Anouk
18.7.2000 - 19.7.2000
Vous vous êtes déjà posé la question de ce qui
fait la valeur d’une vie ?
Est-ce le nombre d’années qu’elle dure ?
Est-ce que ce sont les choses qui ont été accomplies pendant
cette vie ?
Comment est-ce qu’on définit une vie qui en vaut la peine ?
Un jour, on m’a demandé d’en décider.
Alors que j’étais au milieu de grossesse avec mon 4e
enfant, le gynécologue m’envoie à l’hôpital
pour une échographie approfondie. Là-bas, le
spécialiste Dr. V., m’annonce que mon bébé
à naître a une grave malformation. Une anencéphalie.
Le nom est presque aussi barbare que ce qu’il signifie :
le haut du cuir chevelu et du crâne sont absents et par
conséquent, le cerveau ne peut pas se former comme il faut.
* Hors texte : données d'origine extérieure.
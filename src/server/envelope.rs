//! The `{status, message, data}` envelope every endpoint answers with, and
//! extractors whose rejections land in that same envelope.

use axum::{
    extract::{FromRequest, FromRequestParts, Path, Query, Request},
    http::{request::Parts, StatusCode},
    response::{IntoResponse, Response},
    Json,
};
use serde::{de::DeserializeOwned, Serialize};
use tracing::{debug, error};

use crate::error::ApiError;
use crate::server::metrics::record_error;
use crate::social::{ToggleState, Toggled};

#[derive(Debug, Serialize)]
pub struct Envelope<T: Serialize> {
    pub status: u16,
    pub message: String,
    pub data: Option<T>,
    #[serde(skip_serializing_if = "Option::is_none")]
    pub error: Option<&'static str>,
}

/// A successful response: status, human message and payload.
pub struct ApiResponse<T> {
    status: StatusCode,
    message: String,
    data: T,
}

impl<T: Serialize> ApiResponse<T> {
    pub fn ok(data: T, message: impl Into<String>) -> Self {
        ApiResponse {
            status: StatusCode::OK,
            message: message.into(),
            data,
        }
    }

    pub fn created(data: T, message: impl Into<String>) -> Self {
        ApiResponse {
            status: StatusCode::CREATED,
            message: message.into(),
            data,
        }
    }

    pub fn status(&self) -> StatusCode {
        self.status
    }
}

impl<R: Serialize> ApiResponse<Toggled<R>> {
    /// 201 when the relation now exists, 200 when it was removed.
    pub fn toggled(toggled: Toggled<R>, what: &str) -> Self {
        match toggled.state {
            ToggleState::Created => Self::created(toggled, format!("{} added", what)),
            ToggleState::Removed => Self::ok(toggled, format!("{} removed", what)),
        }
    }
}

impl<T: Serialize> IntoResponse for ApiResponse<T> {
    fn into_response(self) -> Response {
        let body = Envelope {
            status: self.status.as_u16(),
            message: self.message,
            data: Some(self.data),
            error: None,
        };
        (self.status, Json(body)).into_response()
    }
}

impl IntoResponse for ApiError {
    fn into_response(self) -> Response {
        match &self {
            ApiError::Internal(err) => error!("Internal error: {:#}", err),
            other => debug!("Request failed: {}", other),
        }
        record_error(self.code());

        let status =
            StatusCode::from_u16(self.status_code()).unwrap_or(StatusCode::INTERNAL_SERVER_ERROR);
        let body: Envelope<()> = Envelope {
            status: status.as_u16(),
            message: self.to_string(),
            data: None,
            error: Some(self.code()),
        };
        (status, Json(body)).into_response()
    }
}

/// `Json` whose rejection is an InvalidArgument envelope.
pub struct ApiJson<T>(pub T);

impl<S, T> FromRequest<S> for ApiJson<T>
where
    T: DeserializeOwned,
    S: Send + Sync,
{
    type Rejection = ApiError;

    async fn from_request(req: Request, state: &S) -> Result<Self, Self::Rejection> {
        match Json::<T>::from_request(req, state).await {
            Ok(Json(value)) => Ok(ApiJson(value)),
            Err(rejection) => Err(ApiError::invalid(rejection.body_text())),
        }
    }
}

/// `Query` whose rejection is an InvalidArgument envelope.
pub struct ApiQuery<T>(pub T);

impl<S, T> FromRequestParts<S> for ApiQuery<T>
where
    T: DeserializeOwned,
    S: Send + Sync,
{
    type Rejection = ApiError;

    async fn from_request_parts(parts: &mut Parts, state: &S) -> Result<Self, Self::Rejection> {
        match Query::<T>::from_request_parts(parts, state).await {
            Ok(Query(value)) => Ok(ApiQuery(value)),
            Err(rejection) => Err(ApiError::invalid(rejection.body_text())),
        }
    }
}

/// `Path` whose rejection (e.g. a malformed UUID) is an InvalidArgument envelope.
pub struct ApiPath<T>(pub T);

impl<S, T> FromRequestParts<S> for ApiPath<T>
where
    T: DeserializeOwned + Send,
    S: Send + Sync,
{
    type Rejection = ApiError;

    async fn from_request_parts(parts: &mut Parts, state: &S) -> Result<Self, Self::Rejection> {
        match Path::<T>::from_request_parts(parts, state).await {
            Ok(Path(value)) => Ok(ApiPath(value)),
            Err(rejection) => Err(ApiError::invalid(rejection.body_text())),
        }
    }
}

/// Fallback for unknown routes.
pub async fn route_not_found() -> ApiError {
    ApiError::not_found("Route")
}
L’espérance de vie d’un enfant atteint
d’anencéphalie est de quelques heures à quelques
jours après la naissance.
Le Dr. V. est très sûr de son diagnostic, il n’y a aucune chance
de guérison.
"Et maintenant ?"
Si je le désire, on peut interrompre la grossesse. « Non, il n’en est pas
question.» Même si je n’arrive pas encore à
comprendre la portée de ses paroles, il n’y a aucun
doute en moi : cet enfant, je l’aime et je ne veux pas écourter
sa vie ne serait-ce d’un jour.
Sur cette réponse si claire, le docteur me dit: "C’est vous seule qui
décidez."
Le reste de la grossesse et l’accouchement devraient se passer tout à
fait normalement. Le seul risque est une trop grande production de
liquide amniotique, mais on peut facilement la contrôler et y
remédier.
Si j’ai d’autres questions ? Je ne sais pas ce qui se passe autour de
moi, si je vis réellement cette situation ou si ce n’est
qu’un cauchemar. Comment formuler une question dans cet état
? Il m’offre de pouvoir lui téléphoner à
tout moment et, si je le désire, suivre le reste des contrôles
dans son cabinet.
C’est seulement une fois à la maison, dans les bras de mon mari, que
je peux pleurer toutes les larmes de mes yeux. Pour lui aussi, il n’y
a aucun doute : il faut aller jusqu’au bout de cette grossesse.
Notre aînée voit tout de suite que quelque chose ne va pas bien. Ainsi j’essaie
d’expliquer aux enfants que ce bébé mourra tout
de suite après sa naissance. « On n’a qu’à
prier, Jésus va le guérir ! » Oui, c’est ce
que nous leur disons toujours. Mais là je ne pense pas que
Dieu veuille le faire.
Mon oncle qui est médecin m’encourage à donner à ce bébé
les mêmes droits qu’à un autre. Il faut que
j’essaie de vivre le plus normalement possible. Ces paroles me
secouent, car une de mes premières pensées, après
le diagnostic, était de savoir comment j’allais vivre
encore quatre mois et demi avec, en moi, un être voué à
la mort.
La nuit qui suit est la pire de ma vie. Je n’arrive pas à fermer l’œil,
mes pensées tournent en rond. Brisée, je me lève
le lendemain matin pour m’occuper de mes enfants.
Notre pasteur et sa femme nous rendent visite. Ensemble nous prions pour que Dieu nous
guide et nous console.
Ma sage-femme aussi m’encourage de continuer à vivre normalement et de
donner à ce bébé tout ce que je donnerais à
un enfant en bonne santé. Il a les mêmes droits à
l’amour et aux bons soins qu’un autre. Nous devons aussi
profiter du temps qui nous reste pour préparer l’accouchement,
afin que tout se passe comme nous le voulons.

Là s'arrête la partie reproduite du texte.